REQUIRED ACTION: For the string "notify", search the entries below and copy every line where it appears.

SOURCE DATA:
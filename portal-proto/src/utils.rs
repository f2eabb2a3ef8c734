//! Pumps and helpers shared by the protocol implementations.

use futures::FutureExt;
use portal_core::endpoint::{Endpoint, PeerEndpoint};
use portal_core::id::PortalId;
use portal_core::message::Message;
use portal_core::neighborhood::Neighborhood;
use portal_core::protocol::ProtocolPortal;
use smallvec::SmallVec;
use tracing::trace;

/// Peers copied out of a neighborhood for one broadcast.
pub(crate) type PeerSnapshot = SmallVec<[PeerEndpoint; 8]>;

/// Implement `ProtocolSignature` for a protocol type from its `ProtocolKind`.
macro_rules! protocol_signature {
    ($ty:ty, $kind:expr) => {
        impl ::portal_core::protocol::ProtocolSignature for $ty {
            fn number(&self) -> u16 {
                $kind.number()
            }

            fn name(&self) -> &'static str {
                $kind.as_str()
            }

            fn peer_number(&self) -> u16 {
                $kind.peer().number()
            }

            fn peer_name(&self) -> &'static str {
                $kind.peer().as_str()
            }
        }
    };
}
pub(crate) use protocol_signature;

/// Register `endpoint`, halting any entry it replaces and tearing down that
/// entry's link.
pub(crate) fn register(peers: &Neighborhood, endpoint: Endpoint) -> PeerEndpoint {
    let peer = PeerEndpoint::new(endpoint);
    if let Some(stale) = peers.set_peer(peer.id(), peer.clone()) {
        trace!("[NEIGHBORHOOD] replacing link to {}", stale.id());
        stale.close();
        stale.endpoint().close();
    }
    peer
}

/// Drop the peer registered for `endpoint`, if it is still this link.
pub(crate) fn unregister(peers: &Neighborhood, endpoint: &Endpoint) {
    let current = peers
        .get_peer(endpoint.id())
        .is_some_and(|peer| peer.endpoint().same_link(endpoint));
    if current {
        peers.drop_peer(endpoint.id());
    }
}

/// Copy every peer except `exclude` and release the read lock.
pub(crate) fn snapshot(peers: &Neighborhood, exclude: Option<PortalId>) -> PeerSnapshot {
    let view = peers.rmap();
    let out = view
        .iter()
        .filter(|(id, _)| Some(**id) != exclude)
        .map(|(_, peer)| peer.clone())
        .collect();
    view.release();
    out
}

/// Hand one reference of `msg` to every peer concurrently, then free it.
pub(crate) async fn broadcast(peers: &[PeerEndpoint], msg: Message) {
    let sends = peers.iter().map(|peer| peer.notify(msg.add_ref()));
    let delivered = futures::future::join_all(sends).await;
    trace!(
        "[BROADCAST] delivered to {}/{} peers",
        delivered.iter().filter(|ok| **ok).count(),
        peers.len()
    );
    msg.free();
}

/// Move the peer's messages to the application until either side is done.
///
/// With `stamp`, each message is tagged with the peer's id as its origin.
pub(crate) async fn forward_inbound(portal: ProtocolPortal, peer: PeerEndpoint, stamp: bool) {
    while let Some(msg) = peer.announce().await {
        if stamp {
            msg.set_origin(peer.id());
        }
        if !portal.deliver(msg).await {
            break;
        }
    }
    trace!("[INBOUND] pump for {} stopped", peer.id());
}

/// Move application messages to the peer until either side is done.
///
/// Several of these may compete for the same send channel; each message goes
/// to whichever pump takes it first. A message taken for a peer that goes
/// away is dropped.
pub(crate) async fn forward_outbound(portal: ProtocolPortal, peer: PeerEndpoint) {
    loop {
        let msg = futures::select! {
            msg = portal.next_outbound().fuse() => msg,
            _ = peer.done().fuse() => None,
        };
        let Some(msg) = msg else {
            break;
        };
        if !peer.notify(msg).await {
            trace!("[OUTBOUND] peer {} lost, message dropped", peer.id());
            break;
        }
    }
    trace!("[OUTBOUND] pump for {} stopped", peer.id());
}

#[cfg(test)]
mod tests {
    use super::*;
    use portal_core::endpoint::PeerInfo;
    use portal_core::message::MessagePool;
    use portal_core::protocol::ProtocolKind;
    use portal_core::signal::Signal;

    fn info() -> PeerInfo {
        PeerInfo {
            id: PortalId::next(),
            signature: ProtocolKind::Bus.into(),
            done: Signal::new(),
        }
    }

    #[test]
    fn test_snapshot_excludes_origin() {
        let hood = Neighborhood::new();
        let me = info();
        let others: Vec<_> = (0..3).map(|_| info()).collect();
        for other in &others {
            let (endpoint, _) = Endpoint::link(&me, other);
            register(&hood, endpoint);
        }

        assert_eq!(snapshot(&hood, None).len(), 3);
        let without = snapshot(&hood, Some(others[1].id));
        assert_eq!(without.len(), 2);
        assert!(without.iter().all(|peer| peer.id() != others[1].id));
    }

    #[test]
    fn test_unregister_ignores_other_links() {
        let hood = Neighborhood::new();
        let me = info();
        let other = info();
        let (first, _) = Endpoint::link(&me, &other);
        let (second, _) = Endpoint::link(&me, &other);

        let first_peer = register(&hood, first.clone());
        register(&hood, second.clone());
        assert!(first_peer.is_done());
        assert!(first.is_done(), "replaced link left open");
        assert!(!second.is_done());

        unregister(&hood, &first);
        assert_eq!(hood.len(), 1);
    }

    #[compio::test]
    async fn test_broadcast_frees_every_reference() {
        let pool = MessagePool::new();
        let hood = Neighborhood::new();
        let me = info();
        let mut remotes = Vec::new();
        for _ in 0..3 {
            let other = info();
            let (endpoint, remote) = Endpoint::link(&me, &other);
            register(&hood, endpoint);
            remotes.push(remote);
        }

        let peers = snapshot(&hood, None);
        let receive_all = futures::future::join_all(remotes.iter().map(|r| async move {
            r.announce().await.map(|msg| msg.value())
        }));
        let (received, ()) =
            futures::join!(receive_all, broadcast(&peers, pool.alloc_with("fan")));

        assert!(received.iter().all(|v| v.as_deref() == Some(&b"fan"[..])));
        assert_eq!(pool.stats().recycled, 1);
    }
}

---

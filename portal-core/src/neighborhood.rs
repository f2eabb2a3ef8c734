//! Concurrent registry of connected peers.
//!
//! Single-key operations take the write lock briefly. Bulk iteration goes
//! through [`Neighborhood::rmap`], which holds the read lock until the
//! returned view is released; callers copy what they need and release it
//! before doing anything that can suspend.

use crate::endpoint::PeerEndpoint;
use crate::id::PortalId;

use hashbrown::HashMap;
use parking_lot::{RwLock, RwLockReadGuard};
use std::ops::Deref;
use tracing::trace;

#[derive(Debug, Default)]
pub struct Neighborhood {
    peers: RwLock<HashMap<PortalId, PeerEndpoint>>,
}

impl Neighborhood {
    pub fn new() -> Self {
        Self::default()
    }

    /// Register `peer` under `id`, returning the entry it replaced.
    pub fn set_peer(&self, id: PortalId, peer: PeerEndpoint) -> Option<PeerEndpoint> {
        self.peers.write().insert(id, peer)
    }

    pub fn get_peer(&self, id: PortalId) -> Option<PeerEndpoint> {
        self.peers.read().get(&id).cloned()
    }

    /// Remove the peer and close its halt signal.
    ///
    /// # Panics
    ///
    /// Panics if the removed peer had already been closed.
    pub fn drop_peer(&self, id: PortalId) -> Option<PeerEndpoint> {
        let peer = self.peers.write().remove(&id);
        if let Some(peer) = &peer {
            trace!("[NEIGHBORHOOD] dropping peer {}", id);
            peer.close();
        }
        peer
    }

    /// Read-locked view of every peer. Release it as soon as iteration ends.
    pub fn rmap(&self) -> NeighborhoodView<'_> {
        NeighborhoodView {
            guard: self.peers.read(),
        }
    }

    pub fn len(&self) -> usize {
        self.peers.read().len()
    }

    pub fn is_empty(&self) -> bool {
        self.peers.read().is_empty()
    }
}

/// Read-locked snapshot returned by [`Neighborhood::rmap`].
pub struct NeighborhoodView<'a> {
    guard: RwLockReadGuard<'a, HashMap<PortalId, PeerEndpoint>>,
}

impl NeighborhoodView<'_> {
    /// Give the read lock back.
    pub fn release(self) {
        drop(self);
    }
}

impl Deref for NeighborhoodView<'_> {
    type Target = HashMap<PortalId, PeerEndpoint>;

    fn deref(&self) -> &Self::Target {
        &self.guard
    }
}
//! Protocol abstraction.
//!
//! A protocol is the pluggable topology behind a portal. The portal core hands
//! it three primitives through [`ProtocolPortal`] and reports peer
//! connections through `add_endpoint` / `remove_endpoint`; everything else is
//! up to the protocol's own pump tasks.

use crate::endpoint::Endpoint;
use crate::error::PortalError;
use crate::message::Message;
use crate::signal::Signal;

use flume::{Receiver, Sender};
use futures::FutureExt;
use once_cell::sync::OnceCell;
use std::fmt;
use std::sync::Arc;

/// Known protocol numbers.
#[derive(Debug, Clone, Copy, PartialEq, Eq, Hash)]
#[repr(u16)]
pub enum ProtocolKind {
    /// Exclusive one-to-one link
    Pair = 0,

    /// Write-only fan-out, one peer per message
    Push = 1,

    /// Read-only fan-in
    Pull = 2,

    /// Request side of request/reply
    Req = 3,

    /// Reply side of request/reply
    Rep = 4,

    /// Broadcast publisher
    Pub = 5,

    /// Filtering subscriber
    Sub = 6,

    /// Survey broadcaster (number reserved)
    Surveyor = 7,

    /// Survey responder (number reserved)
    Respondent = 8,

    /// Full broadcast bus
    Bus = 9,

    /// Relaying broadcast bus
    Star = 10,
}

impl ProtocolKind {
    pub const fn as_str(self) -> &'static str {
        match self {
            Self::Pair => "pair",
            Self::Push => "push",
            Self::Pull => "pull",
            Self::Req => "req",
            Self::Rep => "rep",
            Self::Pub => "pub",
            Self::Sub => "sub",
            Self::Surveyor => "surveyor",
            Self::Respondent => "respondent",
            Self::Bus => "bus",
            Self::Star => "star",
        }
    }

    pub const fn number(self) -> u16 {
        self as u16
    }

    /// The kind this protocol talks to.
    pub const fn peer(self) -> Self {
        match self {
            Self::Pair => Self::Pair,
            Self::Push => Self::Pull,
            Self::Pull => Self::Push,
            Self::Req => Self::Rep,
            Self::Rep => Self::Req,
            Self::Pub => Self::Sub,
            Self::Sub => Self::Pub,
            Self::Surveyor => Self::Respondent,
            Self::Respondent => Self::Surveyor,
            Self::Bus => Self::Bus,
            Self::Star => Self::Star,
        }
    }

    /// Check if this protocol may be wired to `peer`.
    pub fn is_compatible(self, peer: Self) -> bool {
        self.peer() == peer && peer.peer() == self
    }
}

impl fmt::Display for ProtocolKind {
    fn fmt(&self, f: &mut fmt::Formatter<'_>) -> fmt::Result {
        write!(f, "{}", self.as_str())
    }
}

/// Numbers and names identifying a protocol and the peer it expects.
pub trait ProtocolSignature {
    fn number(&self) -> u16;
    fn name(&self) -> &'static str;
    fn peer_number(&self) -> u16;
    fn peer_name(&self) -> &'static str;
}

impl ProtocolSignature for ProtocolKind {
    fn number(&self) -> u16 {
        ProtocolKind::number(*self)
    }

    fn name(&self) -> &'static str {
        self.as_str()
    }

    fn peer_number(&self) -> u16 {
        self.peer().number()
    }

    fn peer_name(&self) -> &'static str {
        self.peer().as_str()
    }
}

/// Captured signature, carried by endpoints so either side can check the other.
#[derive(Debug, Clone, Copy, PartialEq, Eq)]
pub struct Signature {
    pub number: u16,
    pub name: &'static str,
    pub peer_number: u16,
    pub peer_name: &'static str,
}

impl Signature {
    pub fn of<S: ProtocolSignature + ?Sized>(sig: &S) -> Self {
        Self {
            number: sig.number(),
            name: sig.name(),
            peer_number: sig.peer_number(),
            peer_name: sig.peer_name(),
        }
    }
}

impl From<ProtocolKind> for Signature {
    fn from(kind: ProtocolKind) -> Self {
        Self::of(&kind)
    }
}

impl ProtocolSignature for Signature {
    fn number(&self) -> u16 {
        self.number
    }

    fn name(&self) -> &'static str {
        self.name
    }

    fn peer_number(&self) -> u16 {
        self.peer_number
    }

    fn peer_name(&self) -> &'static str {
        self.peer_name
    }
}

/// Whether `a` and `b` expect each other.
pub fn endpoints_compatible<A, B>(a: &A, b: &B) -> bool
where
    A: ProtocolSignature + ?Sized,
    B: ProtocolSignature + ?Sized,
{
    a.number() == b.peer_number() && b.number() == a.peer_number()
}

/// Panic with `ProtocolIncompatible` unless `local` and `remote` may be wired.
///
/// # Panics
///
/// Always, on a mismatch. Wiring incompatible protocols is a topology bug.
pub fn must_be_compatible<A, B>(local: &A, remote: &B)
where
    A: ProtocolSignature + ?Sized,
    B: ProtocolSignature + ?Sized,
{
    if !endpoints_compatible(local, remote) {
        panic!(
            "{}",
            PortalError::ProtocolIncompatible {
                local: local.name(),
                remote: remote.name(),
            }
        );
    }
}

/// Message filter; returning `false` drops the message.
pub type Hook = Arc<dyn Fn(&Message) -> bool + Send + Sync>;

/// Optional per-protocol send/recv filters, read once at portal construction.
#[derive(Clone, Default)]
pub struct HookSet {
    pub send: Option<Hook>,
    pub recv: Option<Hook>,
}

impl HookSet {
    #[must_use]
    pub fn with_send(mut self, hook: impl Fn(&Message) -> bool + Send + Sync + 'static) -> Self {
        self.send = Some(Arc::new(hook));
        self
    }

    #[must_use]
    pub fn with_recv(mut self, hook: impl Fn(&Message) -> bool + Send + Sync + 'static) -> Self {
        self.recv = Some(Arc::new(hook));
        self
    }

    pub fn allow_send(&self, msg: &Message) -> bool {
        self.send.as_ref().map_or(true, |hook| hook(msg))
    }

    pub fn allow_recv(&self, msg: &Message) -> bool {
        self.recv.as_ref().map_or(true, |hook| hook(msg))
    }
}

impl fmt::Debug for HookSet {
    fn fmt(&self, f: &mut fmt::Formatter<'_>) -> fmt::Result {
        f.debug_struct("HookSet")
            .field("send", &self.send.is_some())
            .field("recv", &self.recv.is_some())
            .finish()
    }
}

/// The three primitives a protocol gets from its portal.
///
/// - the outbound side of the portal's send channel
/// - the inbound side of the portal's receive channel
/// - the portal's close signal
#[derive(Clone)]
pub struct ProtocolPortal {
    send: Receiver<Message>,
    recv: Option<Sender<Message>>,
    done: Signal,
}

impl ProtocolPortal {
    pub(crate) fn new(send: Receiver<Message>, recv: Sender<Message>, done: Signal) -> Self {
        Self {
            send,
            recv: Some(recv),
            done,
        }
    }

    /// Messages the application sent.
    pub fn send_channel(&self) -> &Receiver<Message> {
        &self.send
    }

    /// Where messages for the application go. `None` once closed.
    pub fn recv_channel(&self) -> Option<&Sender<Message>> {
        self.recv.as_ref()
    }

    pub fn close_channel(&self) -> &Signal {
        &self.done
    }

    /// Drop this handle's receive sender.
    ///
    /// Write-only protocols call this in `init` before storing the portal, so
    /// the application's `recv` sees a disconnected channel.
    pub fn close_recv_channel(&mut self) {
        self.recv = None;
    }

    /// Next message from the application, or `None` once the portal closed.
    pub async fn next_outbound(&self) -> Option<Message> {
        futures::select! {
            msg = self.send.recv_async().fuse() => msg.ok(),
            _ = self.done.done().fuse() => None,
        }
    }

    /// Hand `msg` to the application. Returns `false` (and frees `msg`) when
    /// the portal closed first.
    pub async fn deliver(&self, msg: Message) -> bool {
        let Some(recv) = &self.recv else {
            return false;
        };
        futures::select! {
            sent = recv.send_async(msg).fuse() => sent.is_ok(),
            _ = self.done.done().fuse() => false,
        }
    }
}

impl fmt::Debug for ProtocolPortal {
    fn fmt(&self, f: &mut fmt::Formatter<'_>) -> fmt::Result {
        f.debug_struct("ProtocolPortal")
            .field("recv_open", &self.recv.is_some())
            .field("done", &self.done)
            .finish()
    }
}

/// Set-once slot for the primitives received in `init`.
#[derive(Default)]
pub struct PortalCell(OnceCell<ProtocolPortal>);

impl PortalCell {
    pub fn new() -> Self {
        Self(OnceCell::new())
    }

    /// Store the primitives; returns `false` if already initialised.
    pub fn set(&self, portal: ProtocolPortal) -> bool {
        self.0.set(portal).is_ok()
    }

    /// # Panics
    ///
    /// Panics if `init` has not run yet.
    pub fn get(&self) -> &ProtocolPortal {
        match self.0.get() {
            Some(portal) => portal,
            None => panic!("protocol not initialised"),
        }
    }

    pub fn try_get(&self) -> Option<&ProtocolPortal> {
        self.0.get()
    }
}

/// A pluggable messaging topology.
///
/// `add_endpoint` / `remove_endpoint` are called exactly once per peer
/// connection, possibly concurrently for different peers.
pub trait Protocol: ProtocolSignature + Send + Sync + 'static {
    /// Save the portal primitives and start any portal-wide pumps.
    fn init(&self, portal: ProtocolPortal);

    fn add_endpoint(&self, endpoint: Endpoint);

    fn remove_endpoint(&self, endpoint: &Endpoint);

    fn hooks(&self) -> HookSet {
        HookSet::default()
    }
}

RESPONSE AREA:
    let sends = peers.iter().map(|peer| peer.notify(msg.add_ref()));
        if !peer.notify(msg).await {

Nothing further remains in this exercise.